Reflecting on 2020

What’s in a year? 366 days, 12 months, or 8784 hours when it came to 2020. I generally know how long a year is, but I take this information for granted sometimes. So what did I do in this time, how did I exist? How did I spend those hours? In thinking of 2020 what comes to mind to define the year? I think of COVID-19, the Black Lives Matter movement, Brexit, climate change. I think of privilege, and things I take for granted.

I remember January and February, still part of 2020 but for me it was in that ‘pre-COVID’ time when life was relatively ‘normal’. Where I had the privilege to go about my day – to the cinema, to get on a plane and visit family, to visit friends (to hug them), to leave the house whenever I wanted. I had the privilege to decide not to do those things, to be too tired to go out. What would I have done in January and February if I had known how the rest of the year would be? What would I have done last year, my whole life, if I realised how precious our time is? What am I doing right now? The privilege of sitting down at a laptop and being able to write, to find the time to reflect.

Time and reflection

The passing of time has been different this year. Without being able to leave the house regularly or meet friends, many of the days passed by in one congealed lump. Days became months. Calendars became useless. Time did not feel linear – April lasted for years, November disappeared. (Seriously, what happened to November? I’m not convinced it existed.) The normal significant events throughout the year that indicate the passing of time did not really happen as they usually do, so reflecting back it is hard to distinguish one day or month from another.

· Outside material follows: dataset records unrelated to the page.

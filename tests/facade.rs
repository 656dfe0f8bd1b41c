//! Integration tests for building, evaluating and cleaning up design schemas.

mod common;

use common::{ScriptedBackend, demo_pricing, files_in, small_district, two_building_design};
use mpc_design_eval::design::DesignParameters;
use mpc_design_eval::error::{EnvError, EvalError};
use mpc_design_eval::evaluate::{
    EvalOptions, Evaluation, FacadeOptions, WorkerId, construct_and_evaluate_system,
    evaluate_system,
};
use mpc_design_eval::objective::ContributionKind;
use mpc_design_eval::pricing::PricingModel;
use mpc_design_eval::schema::{JsonSchemaBuilder, SchemaBuilder, SchemaRequest};

fn quiet() -> EvalOptions {
    EvalOptions {
        tau: 6,
        suppress_output: true,
        ..EvalOptions::default()
    }
}

fn with_worker(worker: Option<WorkerId>) -> FacadeOptions {
    FacadeOptions {
        worker,
        return_contrs: false,
        eval: quiet(),
    }
}

#[test]
fn worker_schema_is_removed_after_evaluation() {
    let dir = tempfile::tempdir().expect("tempdir");
    let backend = ScriptedBackend::new(1.0);
    let builder = JsonSchemaBuilder::new(dir.path());
    let worker = Some(WorkerId::named("w7").unwrap());

    let result = construct_and_evaluate_system(
        &backend,
        &builder,
        &two_building_design(),
        &small_district(dir.path()),
        &demo_pricing(),
        10.0,
        &with_worker(worker),
    );

    result.expect("evaluation should succeed");
    let opened = backend.opened.borrow().clone();
    assert_eq!(opened, vec![dir.path().join("design_schema_w7.json")]);
    assert!(!opened[0].exists());
    assert!(files_in(dir.path()).is_empty());
}

#[test]
fn canonical_schema_is_kept() {
    let dir = tempfile::tempdir().expect("tempdir");
    let backend = ScriptedBackend::new(1.0);
    let builder = JsonSchemaBuilder::new(dir.path());

    let result = construct_and_evaluate_system(
        &backend,
        &builder,
        &two_building_design(),
        &small_district(dir.path()),
        &demo_pricing(),
        10.0,
        &with_worker(None),
    );

    result.expect("evaluation should succeed");
    assert!(dir.path().join("schema.json").exists());
    assert_eq!(files_in(dir.path()), vec!["schema.json".to_string()]);
}

#[test]
fn worker_schema_is_removed_after_failure() {
    let dir = tempfile::tempdir().expect("tempdir");
    let backend = ScriptedBackend {
        fail_step: Some(3),
        ..ScriptedBackend::new(1.0)
    };
    let builder = JsonSchemaBuilder::new(dir.path());

    let result = construct_and_evaluate_system(
        &backend,
        &builder,
        &two_building_design(),
        &small_district(dir.path()),
        &demo_pricing(),
        10.0,
        &with_worker(Some(WorkerId::generate())),
    );

    assert!(matches!(result, Err(EvalError::Environment(EnvError::Setup(_)))));
    assert_eq!(backend.opened.borrow().len(), 1);
    assert!(files_in(dir.path()).is_empty());
}

#[test]
fn invalid_design_fails_before_any_schema_is_written() {
    let dir = tempfile::tempdir().expect("tempdir");
    let backend = ScriptedBackend::new(1.0);
    let out = dir.path().join("schemas");
    let builder = JsonSchemaBuilder::new(&out);
    let design = DesignParameters::new(vec![8.0, -1.0], vec![0.9], vec![4.0, 0.0]);

    let result = construct_and_evaluate_system(
        &backend,
        &builder,
        &design,
        &small_district(&out),
        &demo_pricing(),
        10.0,
        &with_worker(Some(WorkerId::generate())),
    );

    let Err(EvalError::Config(errors)) = &result else {
        panic!("expected configuration errors, got {result:?}");
    };
    assert!(errors.0.iter().any(|e| e.field == "design.battery_efficiencies"));
    assert!(!out.exists());
    assert!(backend.opened.borrow().is_empty());
}

#[test]
fn returns_objective_or_breakdown_on_request() {
    let dir = tempfile::tempdir().expect("tempdir");
    let backend = ScriptedBackend::new(2.0);
    let builder = JsonSchemaBuilder::new(dir.path());
    let run = |return_contrs| {
        construct_and_evaluate_system(
            &backend,
            &builder,
            &two_building_design(),
            &small_district(dir.path()),
            &demo_pricing(),
            10.0,
            &FacadeOptions {
                worker: Some(WorkerId::generate()),
                return_contrs,
                eval: quiet(),
            },
        )
    };

    let scalar = run(false).unwrap();
    let full = run(true).unwrap();
    assert!(matches!(scalar, Evaluation::Objective(_)));
    let Evaluation::Breakdown(result) = &full else {
        panic!("expected a breakdown, got {full:?}");
    };
    assert_eq!(result.objective_contrs.len(), 4);
    assert_eq!(result.contribution(ContributionKind::BatteryCapex), Some(8.0 * 1e3));
    assert_eq!(result.contribution(ContributionKind::SolarCapex), Some(4.0 * 2e3));
    assert_eq!(scalar.objective(), result.objective);
}

#[test]
fn zero_consumption_without_assets_scores_zero() {
    let dir = tempfile::tempdir().expect("tempdir");
    let backend = ScriptedBackend::new(0.0);
    let builder = JsonSchemaBuilder::new(dir.path());
    let design = DesignParameters::new(vec![0.0], vec![1.0], vec![0.0]);

    let result = construct_and_evaluate_system(
        &backend,
        &builder,
        &design,
        &small_district(dir.path()),
        &demo_pricing(),
        10.0,
        &with_worker(Some(WorkerId::generate())),
    );

    assert_eq!(result.unwrap().objective(), 0.0);
}

#[test]
fn evaluating_an_existing_schema_leaves_it_in_place() {
    let dir = tempfile::tempdir().expect("tempdir");
    let builder = JsonSchemaBuilder::new(dir.path());
    let request = SchemaRequest::new(
        &small_district(dir.path()),
        &two_building_design(),
        "reference",
    );
    let path = builder.build(&request).expect("schema should be written");

    let result = evaluate_system(
        &ScriptedBackend::new(1.0),
        &path,
        &demo_pricing(),
        10.0,
        &quiet(),
    );

    result.expect("evaluation should succeed");
    assert!(path.exists());
}

#[test]
fn missing_schema_is_a_schema_error() {
    let result = evaluate_system(
        &ScriptedBackend::new(1.0),
        std::path::Path::new("/nonexistent/design_schema_x.json"),
        &demo_pricing(),
        10.0,
        &quiet(),
    );
    assert!(matches!(result, Err(EvalError::Schema(_))));
}

#[test]
fn distinct_workers_do_not_collide() {
    let dir = tempfile::tempdir().expect("tempdir");
    let backend = ScriptedBackend::new(1.0);
    let builder = JsonSchemaBuilder::new(dir.path());
    for _ in 0..3 {
        let result = construct_and_evaluate_system(
            &backend,
            &builder,
            &two_building_design(),
            &small_district(dir.path()),
            &demo_pricing(),
            10.0,
            &with_worker(Some(WorkerId::generate())),
        );
        result.expect("evaluation should succeed");
    }
    let mut opened = backend.opened.borrow().clone();
    opened.sort();
    opened.dedup();
    assert_eq!(opened.len(), 3);
    assert!(files_in(dir.path()).is_empty());
}

#[test]
fn invalid_literal_pricing_fails_before_any_schema_is_written() {
    let dir = tempfile::tempdir().expect("tempdir");
    let backend = ScriptedBackend::new(1.0);
    let builder = JsonSchemaBuilder::new(dir.path());
    let pricing = PricingModel {
        carbon: -0.05,
        battery: f64::NAN,
        solar: 2e3,
    };

    let result = construct_and_evaluate_system(
        &backend,
        &builder,
        &two_building_design(),
        &small_district(dir.path()),
        &pricing,
        10.0,
        &with_worker(Some(WorkerId::generate())),
    );

    let Err(EvalError::Config(errors)) = &result else {
        panic!("expected configuration errors, got {result:?}");
    };
    assert!(errors.0.iter().any(|e| e.field == "pricing.carbon"));
    assert!(errors.0.iter().any(|e| e.field == "pricing.battery"));
    assert!(backend.opened.borrow().is_empty());
    assert!(files_in(dir.path()).is_empty());
}

#[test]
fn invalid_literal_pricing_is_rejected_for_an_existing_schema() {
    let dir = tempfile::tempdir().expect("tempdir");
    let builder = JsonSchemaBuilder::new(dir.path());
    let request = SchemaRequest::new(
        &small_district(dir.path()),
        &two_building_design(),
        "reference",
    );
    let path = builder.build(&request).expect("schema should be written");
    let backend = ScriptedBackend::new(1.0);

    let result = evaluate_system(
        &backend,
        &path,
        &PricingModel {
            carbon: 0.05,
            battery: -1.0,
            solar: 0.0,
        },
        10.0,
        &quiet(),
    );

    assert!(matches!(result, Err(EvalError::Config(_))));
    assert!(backend.opened.borrow().is_empty());
}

This year has been disorientating without doubt. What does it mean to be disorientated? For me it’s feeling like the ground has shifted, becoming lost in the dark, perhaps losing a sense of who I am or where I am going. But perhaps starting from a place of disorientation can lead us to understand/remind us what it means to be orientated. I think the starting place for becoming orientated is oneself, and identifying where this ‘I’ or ‘self’ is physically located in space. In other words, where am I, and how does this relate to who I am? To figure out where I am, I reach out to the space around me trying to identify familiar objects – walls, floors, tables, feeling the temperature. In reaching out I start to become reorientated with my own body as the person who is reaching out. Once I find my feet (and my footing) I can start to understand where I am, if this is where I want to be, and if not then how I will find my way towards my destination. So one aspect of this disorientating year could be to remind ourselves where we are, who we are, and where we want to be (if not here).


The privilege of being able to reflect on a disorientating year may be an opportunity for reorientation. But that’s not to dismiss the confusion and distress of the disorientation itself. There were incalculable losses in 2020, not just of people dying from the virus, but losses of work, of jobs, of time, of places to live, of identities, of sanity, of significant life events (marriages, births, funerals, beginning or ending university, school or college). How do we process this grief? What does it mean to ‘process’ grief? Is it a thing to be gotten ‘over’, or ‘past’? Sometimes loss can take up the whole of our being. Sometimes it can change us permanently in ways we can’t predict. Sometimes everything seems fine, until it isn’t.

Moving and connection

Movement is important, ‘moving forward’ and ‘moving on’, or simply moving. The word emotion is tangled up with motion, with movement. How do we move forward when we’re feeling stuck, or when we are literally stuck indoors? I don’t know. I think it really depends on who you are, where you are, and where you want to go. What’s helped me has been engaging in physical movement through daily walks or yoga. But just as important has been staying connected to friends and family, even if that is via video or phone calls. We are social beings and need that connection with others. If you’re feeling isolated or stuck that’s when counselling might be useful, to explore those things together with someone. As we move through January of a new year it doesn’t look like the pandemic will be over anytime soon, and we must each find our way forward together in this new way of being.

(* I was particularly inspired to write this article by Sara Ahmed’s book Queer Phenomenology, details below, in which she talks about orientation and disorientation.)

Ahmed, S. (2006). Queer phenomenology: Orientations, objects, others. Duke University Press.